Within the entries below, count the lines that hold the string "ScrollState" and give only that number.

◇ ◇ ◇ ◇ ◇

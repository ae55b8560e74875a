use crate::scheduler::{Scheduler, TimerHandle, TICK_INTERVAL_MS};
use std::{cell::RefCell, rc::Rc};

#[derive(Clone, Copy, PartialEq, Eq, Debug)]
pub enum CounterStep {
    Running(u64),
    Finished(u64),
}

impl CounterStep {
    pub fn value(self) -> u64 {
        match self {
            Self::Running(value) | Self::Finished(value) => value,
        }
    }
}

#[derive(Clone, Copy, PartialEq, Debug)]
pub struct CounterPlan {
    target: u64,
    increment: f64,
}

impl CounterPlan {
    pub fn new(target: u64, duration_ms: u32) -> Self {
        let ticks = f64::from(duration_ms) / f64::from(TICK_INTERVAL_MS);
        let increment = if ticks > 0.0 {
            target as f64 / ticks
        } else {
            f64::INFINITY
        };

        Self { target, increment }
    }

    pub fn increment(&self) -> f64 {
        self.increment
    }

    pub fn step(&self, tick: u64) -> CounterStep {
        let accumulated = tick as f64 * self.increment;
        if accumulated >= self.target as f64 {
            CounterStep::Finished(self.target)
        } else {
            CounterStep::Running(accumulated.floor() as u64)
        }
    }
}

#[derive(Clone, PartialEq, Debug)]
pub struct AnimatedCounter {
    pub target: u64,
    pub suffix: Option<&'static str>,
    pub current: u64,
    pub running: bool,
}

impl AnimatedCounter {
    pub fn new(target: u64, suffix: Option<&'static str>) -> Self {
        Self {
            target,
            suffix,
            current: 0,
            running: false,
        }
    }

    pub fn apply(&mut self, step: CounterStep) {
        self.current = step.value().min(self.target);
        self.running = matches!(step, CounterStep::Running(_));
    }

    pub fn display(&self) -> String {
        format!("{}{}", self.current, self.suffix.unwrap_or(""))
    }
}

/// Running count-up. Dropping it stops the ticks without further callbacks.
#[must_use = "dropping a CounterHandle cancels the animation"]
pub struct CounterHandle {
    timer: Rc<RefCell<Option<TimerHandle>>>,
}

impl CounterHandle {
    pub fn is_running(&self) -> bool {
        self.timer.borrow().is_some()
    }

    pub fn cancel(self) {
        drop(self);
    }
}

impl Drop for CounterHandle {
    fn drop(&mut self) {
        let timer = self.timer.borrow_mut().take();
        drop(timer);
    }
}

/// Counts from 0 to `target`, calling `on_tick` every tick interval. The last call
/// carries exactly `target`, after which the interval is released.
pub fn start(
    scheduler: &dyn Scheduler,
    target: u64,
    duration_ms: u32,
    mut on_tick: impl FnMut(CounterStep) + 'static,
) -> CounterHandle {
    let plan = CounterPlan::new(target, duration_ms);
    let timer: Rc<RefCell<Option<TimerHandle>>> = Rc::new(RefCell::new(None));

    let handle = {
        let timer = Rc::clone(&timer);
        let mut tick = 0_u64;
        scheduler.set_interval(
            TICK_INTERVAL_MS,
            Box::new(move || {
                if timer.borrow().is_none() {
                    return;
                }
                tick += 1;
                let step = plan.step(tick);
                on_tick(step);
                if let CounterStep::Finished(_) = step {
                    let finished = timer.borrow_mut().take();
                    drop(finished);
                }
            }),
        )
    };
    *timer.borrow_mut() = Some(handle);

    CounterHandle { timer }
}

#[cfg(test)]
mod tests {
    use super::*;
    use crate::scheduler::ManualScheduler;

    fn run_to_completion(target: u64, duration_ms: u32) -> Vec<CounterStep> {
        let scheduler = ManualScheduler::new();
        let steps = Rc::new(RefCell::new(Vec::new()));
        let handle = {
            let steps = steps.clone();
            start(&scheduler, target, duration_ms, move |step| {
                steps.borrow_mut().push(step)
            })
        };

        scheduler.advance(u64::from(duration_ms) + 10_000);
        assert!(!handle.is_running());
        assert_eq!(scheduler.pending(), 0);

        let steps = steps.borrow().clone();
        steps
    }

    #[test]
    fn hundred_over_two_seconds_takes_about_125_ticks() {
        let steps = run_to_completion(100, 2_000);

        assert!((124..=126).contains(&steps.len()), "ticks = {}", steps.len());
        assert_eq!(steps.last(), Some(&CounterStep::Finished(100)));
        assert!(steps[..steps.len() - 1]
            .iter()
            .all(|step| matches!(step, CounterStep::Running(value) if *value < 100)));
    }

    #[test]
    fn values_are_floored_multiples_of_the_increment_and_never_decrease() {
        for (target, duration_ms) in [(6, 2_000), (11, 2_000), (100, 2_000), (7, 333), (1_000_003, 1_700)] {
            let plan = CounterPlan::new(target, duration_ms);
            let steps = run_to_completion(target, duration_ms);

            let mut previous = 0;
            for (index, step) in steps.iter().enumerate() {
                let value = step.value();
                assert!(value >= previous);
                assert!(value <= target);
                if let CounterStep::Running(value) = step {
                    let k = index as u64 + 1;
                    assert_eq!(*value, (k as f64 * plan.increment()).floor() as u64);
                }
                previous = value;
            }
            assert_eq!(steps.last(), Some(&CounterStep::Finished(target)));
        }
    }

    #[test]
    fn zero_target_or_zero_duration_finishes_on_first_tick() {
        assert_eq!(run_to_completion(0, 2_000), vec![CounterStep::Finished(0)]);
        assert_eq!(run_to_completion(42, 0), vec![CounterStep::Finished(42)]);
        assert_eq!(run_to_completion(42, 10), vec![CounterStep::Finished(42)]);
    }

    #[test]
    fn cancelling_stops_further_callbacks() {
        let scheduler = ManualScheduler::new();
        let steps = Rc::new(RefCell::new(Vec::new()));
        let handle = {
            let steps = steps.clone();
            start(&scheduler, 100, 2_000, move |step| steps.borrow_mut().push(step))
        };

        scheduler.advance(u64::from(TICK_INTERVAL_MS) * 10);
        assert!(handle.is_running());
        handle.cancel();
        scheduler.advance(5_000);

        assert_eq!(steps.borrow().len(), 10);
        assert_eq!(scheduler.pending(), 0);
    }

    #[test]
    fn animated_counter_renders_suffix() {
        let mut counter = AnimatedCounter::new(100, Some("%"));
        assert_eq!(counter.display(), "0%");

        counter.apply(CounterStep::Running(37));
        assert!(counter.running);
        assert_eq!(counter.display(), "37%");

        counter.apply(CounterStep::Finished(100));
        assert!(!counter.running);
        assert_eq!(counter.display(), "100%");
    }
}
//! Page-view coordinator: the single owner of state shared across components.

use crate::{
    capability::{evaluate, CapabilityDecision, CapabilityProbe},
    config::MotionConfig,
    contact::{ContactFlow, Notifier},
    log::{log_event, LogLevel},
    scheduler::Scheduler,
    scroll::{ScrollMetrics, ScrollState, ScrollTracker, SectionOffset},
    signal::{ReadSignal, Signal},
    theme::{persist_theme, resolve_theme, PreferenceStore, Theme},
    visibility::VisibilityObserver,
};
use serde_json::json;
use std::{cell::OnceCell, rc::Rc};

struct PageInner {
    scheduler: Rc<dyn Scheduler>,
    config: MotionConfig,
    capability: OnceCell<CapabilityDecision>,
    store: Rc<dyn PreferenceStore>,
    theme: Signal<Theme>,
    menu_open: Signal<bool>,
    scroll: ScrollTracker,
    visibility: VisibilityObserver,
    contact: ContactFlow,
}

#[derive(Clone)]
pub struct Page {
    inner: Rc<PageInner>,
}

impl PartialEq for Page {
    fn eq(&self, other: &Self) -> bool {
        Rc::ptr_eq(&self.inner, &other.inner)
    }
}

impl Page {
    pub fn new(
        scheduler: Rc<dyn Scheduler>,
        config: MotionConfig,
        store: Rc<dyn PreferenceStore>,
        system_prefers_dark: bool,
    ) -> Self {
        let theme = resolve_theme(store.as_ref(), system_prefers_dark);
        let notifier = Notifier::new(Rc::clone(&scheduler), config.notification_visible_ms);
        let contact = ContactFlow::new(Rc::clone(&scheduler), config.contact_send_delay_ms, notifier);

        Self {
            inner: Rc::new(PageInner {
                scroll: ScrollTracker::new(&config),
                scheduler,
                config,
                capability: OnceCell::new(),
                store,
                theme: Signal::new(theme),
                menu_open: Signal::new(false),
                visibility: VisibilityObserver::new(),
                contact,
            }),
        }
    }

    pub fn scheduler(&self) -> Rc<dyn Scheduler> {
        Rc::clone(&self.inner.scheduler)
    }

    pub fn config(&self) -> &MotionConfig {
        &self.inner.config
    }

    /// Evaluated on first call; later calls return the same decision without
    /// consulting `probe`.
    pub fn capability(&self, probe: &dyn CapabilityProbe) -> CapabilityDecision {
        *self.inner.capability.get_or_init(|| {
            let decision = evaluate(probe);
            self.log(
                LogLevel::Info,
                "capability_decided",
                json!({ "enabled": decision.enabled(), "reason": decision.reason }),
            );
            decision
        })
    }

    pub fn theme(&self) -> ReadSignal<Theme> {
        self.inner.theme.reader()
    }

    pub fn toggle_theme(&self) -> Theme {
        let next = self.inner.theme.get().toggled();
        persist_theme(self.inner.store.as_ref(), next);
        self.inner.theme.set(next);
        self.log(LogLevel::Debug, "theme_changed", json!({ "theme": next }));
        next
    }

    pub fn menu_open(&self) -> ReadSignal<bool> {
        self.inner.menu_open.reader()
    }

    pub fn toggle_menu(&self) -> bool {
        let open = !self.inner.menu_open.get();
        self.inner.menu_open.set(open);
        open
    }

    pub fn close_menu(&self) {
        self.inner.menu_open.set(false);
    }

    pub fn handle_key(&self, key: &str) -> bool {
        if key == "Escape" && self.inner.menu_open.get() {
            self.close_menu();
            return true;
        }
        false
    }

    pub fn scroll_state(&self) -> ScrollState {
        self.inner.scroll.state()
    }

    pub fn handle_scroll(
        &self,
        measure: impl FnOnce() -> Option<(ScrollMetrics, Vec<SectionOffset>)>,
    ) -> bool {
        let now = self.inner.scheduler.now_ms();
        self.inner.scroll.handle_scroll(now, measure)
    }

    pub fn measure_scroll(&self, metrics: ScrollMetrics, offsets: &[SectionOffset]) {
        self.inner.scroll.recompute(metrics, offsets);
    }

    pub fn visibility(&self) -> &VisibilityObserver {
        &self.inner.visibility
    }

    pub fn contact(&self) -> &ContactFlow {
        &self.inner.contact
    }

    pub fn log(&self, level: LogLevel, event: &str, fields: serde_json::Value) {
        log_event(self.inner.config.log_level, level, event, fields);
    }
}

◇ ◇ ◇ ◇ ◇

## Answer for this exercise:
2